The thing to remember is that Enron set up a complex financial structure based on it's stock. True, there were many people robbing the company of millions of dollars, and there was gross accounting fraud, but the thing that brought the company down was the stock. If the stock price had not fallen and triggered certain payment which then waterfalled into audits and investigations, it may have been years before we would have known how corrupt the organization, and on reflection, the industry was.
And the same is true of M$. Stock is a profit center. M$ pays in stock options instead of cash, thus saving not only the cash but also fabricating a profit by not reporting the cost of disbursing the stock option. Also, M$ saves a lot of money in taxes by deducting the stock options from it's revenue. M$ strikes deals with traders and directs M$ employees to use those brokers to trade options. The brokers make a lot of money not only on the trades but also on the loans. There was an article a year or two ago detailing the complex stock transactions, and questioned whether M$ would be profitable without using stock as a profit center. As long the stock remains high, we expect M$ to be a successful company.

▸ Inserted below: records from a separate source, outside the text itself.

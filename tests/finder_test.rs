//! End-to-end finder tests against mock archives using wiremock
//!
//! Each test serves auto-index style listing pages and drives the real
//! `HttpListing` client through the RouteViews and RIS finders.

use chrono::{TimeZone, Utc};
use std::sync::Arc;
use std::time::Duration;
use wiremock::matchers::{method, path};
use wiremock::{Mock, MockServer, ResponseTemplate};

use bgpfinder::config::ArchiveConfig;
use bgpfinder::crawler::HttpListing;
use bgpfinder::finder::{Finder, MultiFinder, RisFinder, RouteViewsFinder};
use bgpfinder::models::{Collector, DumpKind, Project};
use bgpfinder::query::Query;
use bgpfinder::utils::error::FinderError;

/// Apache-style directory index with sort and parent links
fn index(links: &[&str]) -> String {
    let mut html = String::from(
        "<html><head><title>Index</title></head><body><h1>Index</h1>\n\
         <a href=\"?C=N;O=D\">Name</a> <a href=\"?C=M;O=A\">Last modified</a>\n\
         <a href=\"../\">Parent Directory</a>\n",
    );
    for link in links {
        html.push_str(&format!("<a href=\"{link}\">{link}</a>\n"));
    }
    html.push_str("</body></html>");
    html
}

async fn serve_index(server: &MockServer, at: &str, links: &[&str]) {
    Mock::given(method("GET"))
        .and(path(at))
        .respond_with(ResponseTemplate::new(200).set_body_string(index(links)))
        .mount(server)
        .await;
}

async fn expect_untouched(server: &MockServer, at: &str) {
    Mock::given(method("GET"))
        .and(path(at))
        .respond_with(ResponseTemplate::new(200).set_body_string(index(&[])))
        .expect(0)
        .mount(server)
        .await;
}

fn listing() -> Arc<HttpListing> {
    Arc::new(HttpListing::new().unwrap())
}

fn mid_january() -> Query {
    Query::new(
        Utc.with_ymd_and_hms(2021, 1, 10, 0, 0, 0).unwrap(),
        Utc.with_ymd_and_hms(2021, 1, 20, 0, 0, 0).unwrap(),
    )
}

// ============================================================================
// RouteViews
// ============================================================================

#[tokio::test]
async fn test_routeviews_collectors_from_root_listing() {
    let server = MockServer::start().await;
    serve_index(
        &server,
        "/",
        &["/bgpdata", "/route-views3/bgpdata/", "route-views.sydney/bgpdata", "/ipv6/", "README.txt"],
    )
    .await;

    let root = format!("{}/", server.uri());
    let finder = RouteViewsFinder::with_archive_url(listing(), &root).await.unwrap();

    let names: Vec<String> = finder.collectors("").into_iter().map(|c| c.name).collect();
    assert_eq!(names, vec!["route-views2", "route-views3", "route-views.sydney"]);
    assert_eq!(finder.project("").unwrap().name, "routeviews");
    assert!(finder.collector("rrc00").is_none());
    assert!(finder.collectors("ris").is_empty());
}

#[tokio::test]
async fn test_routeviews_rib_window_skips_logs_and_other_months() {
    let server = MockServer::start().await;
    serve_index(&server, "/", &["/route-views3/bgpdata/"]).await;
    serve_index(
        &server,
        "/route-views3/bgpdata/",
        &["2021.01/", "logs/", "2021.02/"],
    )
    .await;
    serve_index(
        &server,
        "/route-views3/bgpdata/2021.01/",
        &["rib.20210115.0000.bz2", "updates.20210115.0005.bz2"],
    )
    .await;
    expect_untouched(&server, "/route-views3/bgpdata/2021.02/").await;
    expect_untouched(&server, "/route-views3/bgpdata/logs/").await;

    let root = format!("{}/", server.uri());
    let finder = RouteViewsFinder::with_archive_url(listing(), &root).await.unwrap();
    let dumps = finder
        .find(&mid_january().with_kind(DumpKind::Rib))
        .await
        .unwrap();

    assert_eq!(dumps.len(), 1);
    let dump = &dumps[0];
    assert_eq!(dump.kind, DumpKind::Rib);
    assert_eq!(dump.collector.name, "route-views3");
    assert_eq!(dump.collector.project.name, "routeviews");
    assert_eq!(
        dump.url,
        format!("{}/route-views3/bgpdata/2021.01/rib.20210115.0000.bz2", server.uri())
    );
    assert_eq!(dump.timestamp, 1_610_668_800);
    assert_eq!(dump.duration, Duration::from_secs(2 * 3600));
}

#[tokio::test]
async fn test_routeviews_lists_only_needed_kind_directories() {
    let server = MockServer::start().await;
    serve_index(&server, "/", &["/bgpdata"]).await;
    serve_index(&server, "/bgpdata/", &["2021.01/"]).await;
    serve_index(&server, "/bgpdata/2021.01/", &["RIBS/", "UPDATES/"]).await;
    serve_index(
        &server,
        "/bgpdata/2021.01/UPDATES/",
        &[
            "updates.20210109.2345.bz2",
            "updates.20210110.0000.bz2",
            "updates.20210119.2345.bz2",
            "updates.20210120.0000.bz2",
        ],
    )
    .await;
    expect_untouched(&server, "/bgpdata/2021.01/RIBS/").await;

    let root = format!("{}/", server.uri());
    let finder = RouteViewsFinder::with_archive_url(listing(), &root).await.unwrap();
    let dumps = finder
        .find(&mid_january().with_kind(DumpKind::Updates))
        .await
        .unwrap();

    let stamps: Vec<i64> = dumps.iter().map(|d| d.timestamp).collect();
    assert_eq!(
        stamps,
        vec![
            Utc.with_ymd_and_hms(2021, 1, 10, 0, 0, 0).unwrap().timestamp(),
            Utc.with_ymd_and_hms(2021, 1, 19, 23, 45, 0).unwrap().timestamp(),
        ]
    );
    assert!(dumps.iter().all(|d| d.collector.name == "route-views2"));
    assert!(dumps[0].url.ends_with("/bgpdata/2021.01/UPDATES/updates.20210110.0000.bz2"));
}

#[tokio::test]
async fn test_unreachable_collector_root_fails_find() {
    let server = MockServer::start().await;
    serve_index(&server, "/", &["/route-views3/bgpdata/"]).await;
    Mock::given(method("GET"))
        .and(path("/route-views3/bgpdata/"))
        .respond_with(ResponseTemplate::new(503))
        .mount(&server)
        .await;

    let root = format!("{}/", server.uri());
    let finder = RouteViewsFinder::with_archive_url(listing(), &root).await.unwrap();
    let err = finder.find(&mid_january()).await.unwrap_err();

    assert!(matches!(err, FinderError::RemoteFetch(_)));
    assert!(err.is_recoverable());
}

#[tokio::test]
async fn test_inverted_window_does_no_io() {
    let server = MockServer::start().await;
    serve_index(&server, "/", &["/bgpdata"]).await;
    expect_untouched(&server, "/bgpdata/").await;

    let root = format!("{}/", server.uri());
    let finder = RouteViewsFinder::with_archive_url(listing(), &root).await.unwrap();
    let q = mid_january();
    let inverted = Query::new(q.until, q.from);

    assert!(finder.find(&inverted).await.unwrap().is_empty());
    assert!(finder.find(&Query::new(q.from, q.from)).await.unwrap().is_empty());
}

// ============================================================================
// RIPE RIS
// ============================================================================

async fn ris_server() -> MockServer {
    let server = MockServer::start().await;
    serve_index(
        &server,
        "/docs/route-collectors/",
        &[
            "/docs/route-collectors/rrc00/",
            "/docs/route-collectors/rrc01/",
            "https://www.ripe.net/rrc00-history",
            "/docs/faq/",
        ],
    )
    .await;
    server
}

async fn ris_finder(server: &MockServer) -> RisFinder {
    RisFinder::with_urls(
        listing(),
        &format!("{}/docs/route-collectors/", server.uri()),
        &format!("{}/data", server.uri()),
    )
    .await
    .unwrap()
}

#[tokio::test]
async fn test_ris_collectors_deduplicated_in_order() {
    let server = ris_server().await;
    let finder = ris_finder(&server).await;

    let names: Vec<String> = finder.collectors("ris").into_iter().map(|c| c.name).collect();
    assert_eq!(names, vec!["rrc00", "rrc01"]);
    assert!(finder.project("routeviews").is_none());
}

#[tokio::test]
async fn test_ris_flat_month_directory() {
    let server = ris_server().await;
    serve_index(&server, "/data/rrc00/", &["2021.01/", "latest/"]).await;
    serve_index(
        &server,
        "/data/rrc00/2021.01/",
        &[
            "bview.20210115.0000.gz",
            "view.20210115.0800.gz",
            "updates.20210115.0005.gz",
            "updates.20210125.0005.gz",
            "bview.20210115.0000.gz.md5",
        ],
    )
    .await;
    expect_untouched(&server, "/data/rrc01/").await;

    let finder = ris_finder(&server).await;
    let rrc00 = finder.collector("rrc00").unwrap();
    let dumps = finder
        .find(&mid_january().with_collectors(vec![rrc00]))
        .await
        .unwrap();

    let kinds: Vec<(DumpKind, u64)> = dumps.iter().map(|d| (d.kind, d.duration.as_secs())).collect();
    assert_eq!(
        kinds,
        vec![
            (DumpKind::Rib, 8 * 3600),
            (DumpKind::Rib, 8 * 3600),
            (DumpKind::Updates, 300),
        ]
    );
    assert_eq!(
        dumps[0].url,
        format!("{}/data/rrc00/2021.01/bview.20210115.0000.gz", server.uri())
    );
}

#[tokio::test]
async fn test_ris_unreadable_month_is_skipped() {
    let server = ris_server().await;
    serve_index(&server, "/data/rrc00/", &["2020.12/", "2021.01/"]).await;
    Mock::given(method("GET"))
        .and(path("/data/rrc00/2020.12/"))
        .respond_with(ResponseTemplate::new(404))
        .mount(&server)
        .await;
    serve_index(&server, "/data/rrc00/2021.01/", &["updates.20210101.0000.gz"]).await;

    let finder = ris_finder(&server).await;
    let query = Query::new(
        Utc.with_ymd_and_hms(2020, 12, 31, 0, 0, 0).unwrap(),
        Utc.with_ymd_and_hms(2021, 1, 2, 0, 0, 0).unwrap(),
    )
    .with_collectors(vec![Collector::new(&Project::new("ris"), "rrc00")]);

    let dumps = finder.find(&query).await.unwrap();
    assert_eq!(dumps.len(), 1);
    assert_eq!(dumps[0].kind, DumpKind::Updates);
}

#[tokio::test]
async fn test_ris_refresh_failure_keeps_previous_list() {
    let server = ris_server().await;
    let finder = ris_finder(&server).await;
    assert_eq!(finder.collectors("").len(), 2);

    server.reset().await;
    Mock::given(method("GET"))
        .and(path("/docs/route-collectors/"))
        .respond_with(ResponseTemplate::new(500))
        .mount(&server)
        .await;

    let err = finder.refresh_collectors().await.unwrap_err();
    assert!(matches!(err, FinderError::CollectorList { .. }));
    assert_eq!(finder.collectors("").len(), 2);

    server.reset().await;
    serve_index(&server, "/docs/route-collectors/", &["rrc00/", "rrc03/", "rrc04/"]).await;
    assert_eq!(finder.refresh_collectors().await.unwrap(), 3);
    assert!(finder.collector("rrc01").is_none());
    assert!(finder.collector("rrc04").is_some());
}

#[tokio::test]
async fn test_ris_collector_list_failure_fails_construction() {
    let server = MockServer::start().await;
    Mock::given(method("GET"))
        .and(path("/docs/route-collectors/"))
        .respond_with(ResponseTemplate::new(502))
        .mount(&server)
        .await;

    let result = RisFinder::with_urls(
        listing(),
        &format!("{}/docs/route-collectors/", server.uri()),
        &format!("{}/data/", server.uri()),
    )
    .await;
    assert!(matches!(result, Err(FinderError::CollectorList { .. })));
}

// ============================================================================
// Multi-provider
// ============================================================================

#[tokio::test]
async fn test_multi_finder_routes_collectors_to_their_provider() {
    let server = MockServer::start().await;
    serve_index(&server, "/rv/", &["route-views3/bgpdata/"]).await;
    serve_index(&server, "/docs/route-collectors/", &["rrc00/"]).await;
    serve_index(&server, "/rv/route-views3/bgpdata/", &["2021.01/"]).await;
    serve_index(&server, "/rv/route-views3/bgpdata/2021.01/", &["RIBS/"]).await;
    serve_index(
        &server,
        "/rv/route-views3/bgpdata/2021.01/RIBS/",
        &["rib.20210112.0200.bz2"],
    )
    .await;
    expect_untouched(&server, "/data/rrc00/").await;

    let archives = ArchiveConfig {
        routeviews_url: format!("{}/rv/", server.uri()),
        ris_collectors_url: format!("{}/docs/route-collectors/", server.uri()),
        ris_data_url: format!("{}/data/", server.uri()),
    };
    let finder = MultiFinder::from_archives(listing(), &archives).await.unwrap();

    let projects: Vec<String> = finder.projects().into_iter().map(|p| p.name).collect();
    assert_eq!(projects, vec!["routeviews", "ris"]);
    assert_eq!(finder.collectors("").len(), 2);
    assert_eq!(finder.collector("rrc00").unwrap().project.name, "ris");

    let rv3 = finder.collector("route-views3").unwrap();
    let dumps = finder
        .find(&mid_january().with_collectors(vec![rv3]))
        .await
        .unwrap();
    assert_eq!(dumps.len(), 1);
    assert_eq!(dumps[0].collector.name, "route-views3");

    let stranger = Collector::new(&Project::new("pch"), "route-views3");
    let err = finder
        .find(&mid_january().with_collectors(vec![stranger]))
        .await
        .unwrap_err();
    assert!(matches!(err, FinderError::UnknownProject(p) if p == "pch"));
}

So no, the fact that M$ is making money means very little. If it is padding it books with past and future profits to meet analyst expectations, if it is using stock as a profit center, if is neglecting it's customers to meet short term investor expectation, then it has all the same problems as any other doomed company, and, if it cannot handle the web of deceit, will fall.

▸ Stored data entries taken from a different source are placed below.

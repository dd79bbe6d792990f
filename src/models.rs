// Core data structures shared by finders, the cache store and the scheduler

use chrono::{DateTime, TimeZone, Utc};
use serde::{Deserialize, Serialize};
use std::fmt;
use std::time::Duration;

/// An archive provider (RouteViews, RIPE RIS)
#[derive(Debug, Clone, PartialEq, Eq, Hash, Serialize, Deserialize, Default)]
pub struct Project {
    pub name: String,
}

impl Project {
    pub fn new(name: impl Into<String>) -> Self {
        Self { name: name.into() }
    }

    /// CSV form used by the CLI
    pub fn as_csv(&self) -> String {
        self.name.clone()
    }
}

impl fmt::Display for Project {
    fn fmt(&self, f: &mut fmt::Formatter<'_>) -> fmt::Result {
        f.write_str(&self.name)
    }
}

/// A named vantage point belonging to exactly one project
#[derive(Debug, Clone, PartialEq, Eq, Hash, Serialize, Deserialize, Default)]
pub struct Collector {
    /// Project the collector belongs to
    pub project: Project,

    /// Collector name, unique across all projects (e.g. "rrc00", "route-views2")
    pub name: String,
}

impl Collector {
    pub fn new(project: &Project, name: impl Into<String>) -> Self {
        Self {
            project: project.clone(),
            name: name.into(),
        }
    }

    pub fn as_csv(&self) -> String {
        format!("{},{}", self.project.as_csv(), self.name)
    }
}

impl fmt::Display for Collector {
    fn fmt(&self, f: &mut fmt::Formatter<'_>) -> fmt::Result {
        write!(f, "{}:{}", self.project, self.name)
    }
}

/// Kind of dump file. `Any` only appears in queries.
#[derive(Debug, Clone, Copy, PartialEq, Eq, Hash, Serialize, Deserialize, Default)]
#[serde(rename_all = "lowercase")]
pub enum DumpKind {
    #[default]
    Any,
    Rib,
    Updates,
}

impl DumpKind {
    /// Concrete kinds a discovered dump can carry
    pub const CONCRETE: [DumpKind; 2] = [DumpKind::Rib, DumpKind::Updates];

    /// Wire token used by the REST surface and the CLI
    pub fn as_str(&self) -> &'static str {
        match self {
            Self::Any => "any",
            Self::Rib => "rib",
            Self::Updates => "updates",
        }
    }

    /// Parse a wire token ("ribs" is accepted as a BGPStream-compatible alias)
    pub fn parse(s: &str) -> Option<Self> {
        match s.trim().to_ascii_lowercase().as_str() {
            "any" | "" => Some(Self::Any),
            "rib" | "ribs" => Some(Self::Rib),
            "updates" | "update" => Some(Self::Updates),
            _ => None,
        }
    }

    /// Whether a dump of kind `self` satisfies the filter `filter`
    pub fn matches(&self, filter: DumpKind) -> bool {
        filter == DumpKind::Any || *self == filter
    }

    /// Concrete kinds selected by this filter
    pub fn expand(&self) -> Vec<DumpKind> {
        match self {
            Self::Any => Self::CONCRETE.to_vec(),
            other => vec![*other],
        }
    }

    /// Value stored in the `dump_type` SMALLINT column
    pub fn to_db(&self) -> i16 {
        match self {
            Self::Any => 0,
            Self::Rib => 1,
            Self::Updates => 2,
        }
    }

    pub fn from_db(value: i16) -> Option<Self> {
        match value {
            0 => Some(Self::Any),
            1 => Some(Self::Rib),
            2 => Some(Self::Updates),
            _ => None,
        }
    }
}

impl fmt::Display for DumpKind {
    fn fmt(&self, f: &mut fmt::Formatter<'_>) -> fmt::Result {
        f.write_str(self.as_str())
    }
}

impl std::str::FromStr for DumpKind {
    type Err = String;

    fn from_str(s: &str) -> Result<Self, Self::Err> {
        Self::parse(s).ok_or_else(|| format!("invalid dump type '{s}' (expected any, rib or updates)"))
    }
}

/// A located dump file
#[derive(Debug, Clone, PartialEq, Eq, Hash, Serialize, Deserialize)]
pub struct BgpDump {
    /// Absolute URL of the file
    pub url: String,

    /// Collector that produced the file
    pub collector: Collector,

    #[serde(rename = "dump_type")]
    pub kind: DumpKind,

    /// Nominal wall-clock time covered by the dump
    #[serde(with = "duration_secs")]
    pub duration: Duration,

    /// Nominal creation instant, seconds since the Unix epoch
    pub timestamp: i64,
}

impl BgpDump {
    /// Timestamp as a UTC date-time
    pub fn time(&self) -> DateTime<Utc> {
        Utc.timestamp_opt(self.timestamp, 0)
            .single()
            .unwrap_or(DateTime::<Utc>::UNIX_EPOCH)
    }

    pub fn as_csv(&self) -> String {
        format!(
            "{},{},{},{},{}",
            self.collector.as_csv(),
            self.kind,
            self.timestamp,
            self.duration.as_secs(),
            self.url
        )
    }
}

/// Per-(collector, kind) synchronisation watermark
#[derive(Debug, Clone, PartialEq, Eq)]
pub struct SyncState {
    pub collector: Collector,
    pub kind: DumpKind,

    /// Start instant of the last cycle that completed for this collector
    pub last_completed_crawl: DateTime<Utc>,

    /// Newest dump timestamp seen so far, seconds since the epoch
    pub latest_dump: Option<i64>,
}

impl SyncState {
    /// Lower bound for the next discovery window
    pub fn watermark(&self) -> DateTime<Utc> {
        match self.latest_dump {
            Some(ts) => Utc
                .timestamp_opt(ts, 0)
                .single()
                .unwrap_or(self.last_completed_crawl),
            None => self.last_completed_crawl,
        }
    }

    /// State after a successful cycle that found `dumps`
    pub fn advance(&self, crawl_started: DateTime<Utc>, dumps: &[BgpDump]) -> Self {
        let newest = dumps.iter().map(|d| d.timestamp).max();
        Self {
            collector: self.collector.clone(),
            kind: self.kind,
            last_completed_crawl: crawl_started,
            latest_dump: match (self.latest_dump, newest) {
                (Some(a), Some(b)) => Some(a.max(b)),
                (a, b) => a.or(b),
            },
        }
    }
}

mod duration_secs {
    use serde::{Deserialize, Deserializer, Serializer};
    use std::time::Duration;

    pub fn serialize<S: Serializer>(d: &Duration, s: S) -> Result<S::Ok, S::Error> {
        s.serialize_u64(d.as_secs())
    }

    pub fn deserialize<'de, D: Deserializer<'de>>(d: D) -> Result<Duration, D::Error> {
        u64::deserialize(d).map(Duration::from_secs)
    }
}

"She's a scientist and a lesbian. She's not going to let it slide." Orphan Black
The only thing he said was "unethical". There was no express mention of "fraud".
And consider your own words. Just as the "it's bad because it's rich" dogma has a lot of issues, so too does the "it's good because it's rich", which you've gone at least as far in emphasizing.

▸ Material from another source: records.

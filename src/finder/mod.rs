//! Dump discovery
//!
//! Every archive provider implements [`Finder`]. Providers differ only in how
//! their archives are laid out; the walk itself lives in `layout` so all of
//! them filter with the same window semantics.
//!
//! # Usage
//!
//! ```rust,ignore
//! use std::sync::Arc;
//! use bgpfinder::crawler::HttpListing;
//! use bgpfinder::finder::{Finder, MultiFinder};
//!
//! let listing = Arc::new(HttpListing::new()?);
//! let finder = MultiFinder::from_archives(listing, &Default::default()).await?;
//! let dumps = finder.find(&query).await?;
//! ```

mod layout;
pub mod ris;
pub mod routeviews;

pub use ris::RisFinder;
pub use routeviews::RouteViewsFinder;

use async_trait::async_trait;
use std::fmt;
use std::str::FromStr;
use std::sync::Arc;

use crate::config::ArchiveConfig;
use crate::crawler::ListingSource;
use crate::models::{BgpDump, Collector, Project};
use crate::query::Query;
use crate::utils::error::FinderError;

/// Discovery contract shared by every provider
#[async_trait]
pub trait Finder: Send + Sync {
    /// Projects served by this finder
    fn projects(&self) -> Vec<Project>;

    /// Project called `name`; `""` means the finder's own project
    fn project(&self, name: &str) -> Option<Project>;

    /// Cached collectors, filtered by project name (`""` for all)
    ///
    /// A project this finder does not serve yields an empty list.
    fn collectors(&self, project: &str) -> Vec<Collector>;

    /// Collector called `name`
    fn collector(&self, name: &str) -> Option<Collector>;

    /// Dumps matching `query`
    ///
    /// # Errors
    ///
    /// `FinderError::RemoteFetch` if a collector's archive root cannot be
    /// listed. Unreadable month directories are skipped.
    async fn find(&self, query: &Query) -> Result<Vec<BgpDump>, FinderError>;

    /// Re-scrape the collector list and swap it in
    ///
    /// On failure the previous list stays in place. Returns the new count.
    async fn refresh_collectors(&self) -> Result<usize, FinderError>;
}

// ============================================================================
// Provider selection
// ============================================================================

/// Supported archive providers
#[derive(Debug, Clone, Copy, PartialEq, Eq, Hash)]
pub enum Provider {
    RouteViews,
    Ris,
}

impl Provider {
    pub const ALL: [Provider; 2] = [Provider::RouteViews, Provider::Ris];

    /// Project name of the provider
    pub fn name(&self) -> &'static str {
        match self {
            Self::RouteViews => routeviews::ROUTEVIEWS,
            Self::Ris => ris::RIS,
        }
    }

    /// Build the provider's finder, scraping its collector list
    pub async fn build(
        self,
        listing: Arc<dyn ListingSource>,
        archives: &ArchiveConfig,
    ) -> Result<Arc<dyn Finder>, FinderError> {
        let finder: Arc<dyn Finder> = match self {
            Self::RouteViews => Arc::new(
                RouteViewsFinder::with_archive_url(listing, &archives.routeviews_url).await?,
            ),
            Self::Ris => Arc::new(
                RisFinder::with_urls(listing, &archives.ris_collectors_url, &archives.ris_data_url)
                    .await?,
            ),
        };
        Ok(finder)
    }
}

impl fmt::Display for Provider {
    fn fmt(&self, f: &mut fmt::Formatter<'_>) -> fmt::Result {
        f.write_str(self.name())
    }
}

impl FromStr for Provider {
    type Err = String;

    fn from_str(s: &str) -> Result<Self, Self::Err> {
        match s.trim().to_ascii_lowercase().as_str() {
            "routeviews" | "rv" => Ok(Self::RouteViews),
            "ris" => Ok(Self::Ris),
            other => Err(format!("unknown project '{other}' (expected routeviews or ris)")),
        }
    }
}

// ============================================================================
// Multi-provider finder
// ============================================================================

/// Aggregates several providers behind the [`Finder`] contract
pub struct MultiFinder {
    finders: Vec<Arc<dyn Finder>>,
}

impl MultiFinder {
    pub fn new(finders: Vec<Arc<dyn Finder>>) -> Self {
        Self { finders }
    }

    /// Build every supported provider concurrently
    pub async fn from_archives(
        listing: Arc<dyn ListingSource>,
        archives: &ArchiveConfig,
    ) -> Result<Self, FinderError> {
        let finders = futures::future::try_join_all(
            Provider::ALL
                .into_iter()
                .map(|p| p.build(Arc::clone(&listing), archives)),
        )
        .await?;
        Ok(Self::new(finders))
    }

    /// Finder owning `collector`
    fn owner(&self, collector: &Collector) -> Option<usize> {
        self.finders.iter().position(|f| {
            if collector.project.name.is_empty() {
                f.collector(&collector.name).is_some()
            } else {
                f.project(&collector.project.name).is_some()
            }
        })
    }
}

#[async_trait]
impl Finder for MultiFinder {
    fn projects(&self) -> Vec<Project> {
        self.finders.iter().flat_map(|f| f.projects()).collect()
    }

    fn project(&self, name: &str) -> Option<Project> {
        if name.is_empty() {
            return None;
        }
        self.finders.iter().find_map(|f| f.project(name))
    }

    fn collectors(&self, project: &str) -> Vec<Collector> {
        self.finders.iter().flat_map(|f| f.collectors(project)).collect()
    }

    fn collector(&self, name: &str) -> Option<Collector> {
        self.finders.iter().find_map(|f| f.collector(name))
    }

    async fn find(&self, query: &Query) -> Result<Vec<BgpDump>, FinderError> {
        if query.is_empty_window() {
            return Ok(Vec::new());
        }

        let mut partitions: Vec<Vec<Collector>> = vec![Vec::new(); self.finders.len()];
        for collector in &query.collectors {
            let idx = self.owner(collector).ok_or_else(|| {
                FinderError::UnknownProject(if collector.project.name.is_empty() {
                    collector.name.clone()
                } else {
                    collector.project.name.clone()
                })
            })?;
            partitions[idx].push(collector.clone());
        }

        let searches = self
            .finders
            .iter()
            .zip(partitions)
            .filter(|(_, part)| query.collectors.is_empty() || !part.is_empty())
            .map(|(finder, part)| {
                let sub = query.clone().with_collectors(part);
                async move { finder.find(&sub).await }
            });

        let results = futures::future::try_join_all(searches).await?;
        Ok(results.into_iter().flatten().collect())
    }

    async fn refresh_collectors(&self) -> Result<usize, FinderError> {
        let counts =
            futures::future::try_join_all(self.finders.iter().map(|f| f.refresh_collectors()))
                .await?;
        Ok(counts.into_iter().sum())
    }
}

On top of that, it seems that you guys skipped economics in college and can't tell that those rich people do far more for the opportunities available to poor people than any government program ever has
Sort of an apples-to-oranges comparison, but I don't necessarily buy into it anyway.
Unless you were an investor in or employee of Enron, Worldcom etc, you have no right to complain because their fraud has not affected you.
You make this bold statement a few sentences after telling the original poster that he skipped economics? The ripple effects of an organization as large as either of the above two going under is *enormous*, affecting almost everyone.
Heck, with Worldcom *alone* and ignoring indirect effects, a hell of a lot of my packets get routed through UUNET.
There have been major changes to law, a lot of "earnings revisions" from companies that have been claiming bullshit (which drives down the market more). There have been companies going out of business that are vendors to the companies in trouble.
Again: pure socialist systems tend to have issues. That doesn't mean that pure capitalist (i.e. without government regulation) systems are useful. For example, in the real world you can end up with monopolies...
It's hard to say why someone "deserves" money, so I'm not going to make claims in that area. I, personally, think that companies that give their top officers that much money are *stupid*, though. Does a CEO *really* have skills that are 1000 times harder to obtain than an engineer, justifying a 1000x pay ratio to the engineer? (Okay, maybe a bit less, since we can factor in a lack of job security.)